An Australian company could forever change the way we eat, as the Vow company created the world’s first meatball. extinct mammoth edible.

The project aims to demonstrate the potential of meat grown from cells, without the slaughter of animals, and to highlight the link between large-scale livestock production and the destruction of wildlife and the climate crisis, as noted in a article the newspaper Guardian.

The company has already investigated the potential of more than 50 species, including alpaca, buffalo, crocodile, kangaroo, peacock, and different types of fish.

George Peppou, CEO of wowsays the goal is to 2 get a few billion meat eaters to stop eating animal protein [convencional] to eat things that can be produced in electrified systems. And we think the best way to do that is to invent meat. We look for cells that are easy to grow, really tasty and nutritious, and then we mix and match those cells to create really tasty meat.”

Vow worked with Professor Ernst Wolvetang, from the Australian Institute of Bioengineering at the University of Queensland, to create the giant muscle protein. His team took the DNA sequence of mammoth myoglobin, a key muscle protein in flavoring meat, and filled in the few gaps using elephant DNA.

This sequence was put into myoblast stem cells from a sheep, which replicated to grow into the 20 billion cells later used by the company to grow mammoth meat.

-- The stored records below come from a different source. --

//! Permission snapshot resolution
//!
//! Builds a [`PermissionSnapshot`] for a user: the union of menu
//! permissions across all active roles, plus the combined data scope.

use std::collections::{BTreeSet, HashMap, HashSet};
use std::sync::Arc;

use async_trait::async_trait;
use shared::AppResult;

use super::scope::{DataScope, ScopeMode};

/// User fields needed for authentication and scope resolution
#[derive(Debug, Clone)]
pub struct AuthUser {
    pub id: i64,
    pub username: String,
    pub dept_id: Option<i64>,
    pub superuser: bool,
    pub enabled: bool,
    /// Millis timestamp of the last password change; tokens issued
    /// before it are rejected
    pub password_changed_at: i64,
}

/// A role assignment with its data scope configuration
#[derive(Debug, Clone)]
pub struct RoleGrant {
    pub role_id: i64,
    pub scope_mode: ScopeMode,
    /// Populated only for [`ScopeMode::Custom`]
    pub custom_dept_ids: Vec<i64>,
}

/// A department tree node
#[derive(Debug, Clone)]
pub struct DeptNode {
    pub id: i64,
    pub parent_id: Option<i64>,
    pub enabled: bool,
}

/// Source of RBAC data, backed by the database in production
#[async_trait]
pub trait RbacSource: Send + Sync {
    /// Role assignments of a user, restricted to enabled roles
    async fn active_roles(&self, user_id: i64) -> AppResult<Vec<RoleGrant>>;

    /// Permission identifiers granted by a set of roles, via enabled menus
    async fn role_permissions(&self, role_ids: &[i64]) -> AppResult<HashSet<String>>;

    /// The full department tree
    async fn departments(&self) -> AppResult<Vec<DeptNode>>;
}

/// Resolved permissions and data scope for one user
#[derive(Debug, Clone)]
pub struct PermissionSnapshot {
    pub permissions: HashSet<String>,
    pub scope: DataScope,
    pub role_ids: Vec<i64>,
    pub superuser: bool,
}

impl PermissionSnapshot {
    /// Superusers hold every permission implicitly
    pub fn has_permission(&self, permission: &str) -> bool {
        self.superuser || self.permissions.contains(permission)
    }
}

/// Resolve a fresh snapshot for a user
pub async fn resolve_snapshot(
    source: &dyn RbacSource,
    user: &AuthUser,
) -> AppResult<Arc<PermissionSnapshot>> {
    if user.superuser {
        return Ok(Arc::new(PermissionSnapshot {
            permissions: HashSet::new(),
            scope: DataScope::All,
            role_ids: Vec::new(),
            superuser: true,
        }));
    }

    let roles = source.active_roles(user.id).await?;
    let role_ids: Vec<i64> = roles.iter().map(|r| r.role_id).collect();

    let permissions = if role_ids.is_empty() {
        HashSet::new()
    } else {
        source.role_permissions(&role_ids).await?
    };

    let scope = combine_scopes(source, user, &roles).await?;

    Ok(Arc::new(PermissionSnapshot {
        permissions,
        scope,
        role_ids,
        superuser: false,
    }))
}

/// Combine per-role scope modes into one effective scope
///
/// Any role with `All` short-circuits to unrestricted. Otherwise the
/// department grants of every role union together, and a user whose roles
/// grant no department at all falls back to self-only.
async fn combine_scopes(
    source: &dyn RbacSource,
    user: &AuthUser,
    roles: &[RoleGrant],
) -> AppResult<DataScope> {
    if roles.iter().any(|r| r.scope_mode == ScopeMode::All) {
        return Ok(DataScope::All);
    }

    let mut depts: BTreeSet<i64> = BTreeSet::new();
    let mut subtree: Option<BTreeSet<i64>> = None;

    for role in roles {
        match role.scope_mode {
            ScopeMode::All => unreachable!("handled above"),
            ScopeMode::SelfOnly => {}
            ScopeMode::Custom => depts.extend(role.custom_dept_ids.iter().copied()),
            ScopeMode::Own => {
                if let Some(d) = user.dept_id {
                    depts.insert(d);
                }
            }
            ScopeMode::OwnAndBelow => {
                if let Some(d) = user.dept_id {
                    if subtree.is_none() {
                        subtree = Some(dept_subtree(&source.departments().await?, d));
                    }
                    if let Some(ref s) = subtree {
                        depts.extend(s.iter().copied());
                    }
                }
            }
        }
    }

    if depts.is_empty() {
        Ok(DataScope::SelfOnly)
    } else {
        Ok(DataScope::Depts(depts))
    }
}

/// Ids of a department and all its enabled descendants
fn dept_subtree(tree: &[DeptNode], root: i64) -> BTreeSet<i64> {
    let mut children: HashMap<i64, Vec<i64>> = HashMap::new();
    for node in tree.iter().filter(|n| n.enabled) {
        if let Some(parent) = node.parent_id {
            children.entry(parent).or_default().push(node.id);
        }
    }

    let mut result = BTreeSet::from([root]);
    let mut stack = vec![root];
    while let Some(id) = stack.pop() {
        if let Some(kids) = children.get(&id) {
            for &kid in kids {
                if result.insert(kid) {
                    stack.push(kid);
                }
            }
        }
    }
    result
}

#[cfg(test)]
pub(crate) mod tests {
    use super::*;
    use std::sync::atomic::{AtomicUsize, Ordering};

    /// In-memory source with call counters for cache tests
    pub struct MemorySource {
        pub roles: HashMap<i64, Vec<RoleGrant>>,
        pub perms: HashMap<i64, Vec<&'static str>>,
        pub depts: Vec<DeptNode>,
        pub role_calls: AtomicUsize,
    }

    impl MemorySource {
        pub fn new() -> Self {
            Self {
                roles: HashMap::new(),
                perms: HashMap::new(),
                // 1 <- 2 <- 3, 1 <- 4, 5 disabled child of 1
                depts: vec![
                    dept(1, None, true),
                    dept(2, Some(1), true),
                    dept(3, Some(2), true),
                    dept(4, Some(1), true),
                    dept(5, Some(1), false),
                ],
                role_calls: AtomicUsize::new(0),
            }
        }
    }

    pub fn dept(id: i64, parent_id: Option<i64>, enabled: bool) -> DeptNode {
        DeptNode {
            id,
            parent_id,
            enabled,
        }
    }

    pub fn grant(role_id: i64, scope_mode: ScopeMode, custom: &[i64]) -> RoleGrant {
        RoleGrant {
            role_id,
            scope_mode,
            custom_dept_ids: custom.to_vec(),
        }
    }

    pub fn user(id: i64, dept_id: Option<i64>, superuser: bool) -> AuthUser {
        AuthUser {
            id,
            username: format!("user{id}"),
            dept_id,
            superuser,
            enabled: true,
            password_changed_at: 0,
        }
    }

    #[async_trait]
    impl RbacSource for MemorySource {
        async fn active_roles(&self, user_id: i64) -> AppResult<Vec<RoleGrant>> {
            self.role_calls.fetch_add(1, Ordering::SeqCst);
            Ok(self.roles.get(&user_id).cloned().unwrap_or_default())
        }

        async fn role_permissions(&self, role_ids: &[i64]) -> AppResult<HashSet<String>> {
            let mut out = HashSet::new();
            for id in role_ids {
                if let Some(perms) = self.perms.get(id) {
                    out.extend(perms.iter().map(|p| p.to_string()));
                }
            }
            Ok(out)
        }

        async fn departments(&self) -> AppResult<Vec<DeptNode>> {
            Ok(self.depts.clone())
        }
    }

    #[tokio::test]
    async fn test_permissions_union_across_roles() {
        let mut source = MemorySource::new();
        source.roles.insert(
            7,
            vec![
                grant(1, ScopeMode::SelfOnly, &[]),
                grant(2, ScopeMode::SelfOnly, &[]),
            ],
        );
        source.perms.insert(1, vec!["sys:user:list", "sys:user:create"]);
        source.perms.insert(2, vec!["sys:user:list", "sys:role:list"]);

        let snap = resolve_snapshot(&source, &user(7, Some(2), false))
            .await
            .unwrap();

        assert_eq!(snap.permissions.len(), 3);
        assert!(snap.has_permission("sys:user:create"));
        assert!(snap.has_permission("sys:role:list"));
        assert!(!snap.has_permission("sys:role:delete"));
    }

    #[tokio::test]
    async fn test_superuser_skips_role_lookup() {
        let source = MemorySource::new();
        let snap = resolve_snapshot(&source, &user(1, None, true)).await.unwrap();

        assert!(snap.superuser);
        assert!(snap.has_permission("anything:at:all"));
        assert_eq!(snap.scope, DataScope::All);
        assert_eq!(source.role_calls.load(Ordering::SeqCst), 0);
    }

    #[tokio::test]
    async fn test_any_all_scope_wins() {
        let mut source = MemorySource::new();
        source.roles.insert(
            7,
            vec![
                grant(1, ScopeMode::SelfOnly, &[]),
                grant(2, ScopeMode::All, &[]),
            ],
        );

        let snap = resolve_snapshot(&source, &user(7, Some(2), false))
            .await
            .unwrap();
        assert_eq!(snap.scope, DataScope::All);
    }

    #[tokio::test]
    async fn test_own_and_below_expands_subtree() {
        let mut source = MemorySource::new();
        source
            .roles
            .insert(7, vec![grant(1, ScopeMode::OwnAndBelow, &[])]);

        let snap = resolve_snapshot(&source, &user(7, Some(1), false))
            .await
            .unwrap();

        // Disabled dept 5 is excluded from the subtree
        assert_eq!(snap.scope, DataScope::Depts(BTreeSet::from([1, 2, 3, 4])));
    }

    #[tokio::test]
    async fn test_own_and_below_excludes_ancestors_and_siblings() {
        let mut source = MemorySource::new();
        source
            .roles
            .insert(7, vec![grant(1, ScopeMode::OwnAndBelow, &[])]);

        // Rooted at dept 2: parent 1 and sibling 4 stay out
        let snap = resolve_snapshot(&source, &user(7, Some(2), false))
            .await
            .unwrap();
        assert_eq!(snap.scope, DataScope::Depts(BTreeSet::from([2, 3])));
    }

    #[tokio::test]
    async fn test_finite_scopes_union() {
        let mut source = MemorySource::new();
        source.roles.insert(
            7,
            vec![
                grant(1, ScopeMode::Own, &[]),
                grant(2, ScopeMode::Custom, &[40, 41]),
            ],
        );

        let snap = resolve_snapshot(&source, &user(7, Some(2), false))
            .await
            .unwrap();
        assert_eq!(snap.scope, DataScope::Depts(BTreeSet::from([2, 40, 41])));
    }

    #[tokio::test]
    async fn test_no_roles_falls_back_to_self_only() {
        let source = MemorySource::new();
        let snap = resolve_snapshot(&source, &user(7, Some(2), false))
            .await
            .unwrap();

        assert_eq!(snap.scope, DataScope::SelfOnly);
        assert!(snap.permissions.is_empty());
    }

    #[tokio::test]
    async fn test_own_scope_without_dept_is_self_only() {
        let mut source = MemorySource::new();
        source.roles.insert(7, vec![grant(1, ScopeMode::Own, &[])]);

        let snap = resolve_snapshot(&source, &user(7, None, false))
            .await
            .unwrap();
        assert_eq!(snap.scope, DataScope::SelfOnly);
    }
}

“It was ridiculously easy and fast,” Wolvetang said. “We did this in a couple of weeks.” Initially, the idea was to produce dodo meat, he said, but the necessary DNA sequences do not exist.

No one has tried the mammoth meatball yet. “We haven’t seen this protein in thousands of years,” Wolvetang said. “So we have no idea how our immune systems would react when we eat it. But if we did it again, we could certainly do it in a way that would make it more palatable to regulatory bodies.”

Tim Noakesmith, who co-founded Vow with Peppou, said: “We chose the woolly mammoth because it’s a symbol of diversity loss and a symbol of climate change.” The creature is believed to have been driven to extinction by hunting by humans and warming the world after the last ice age.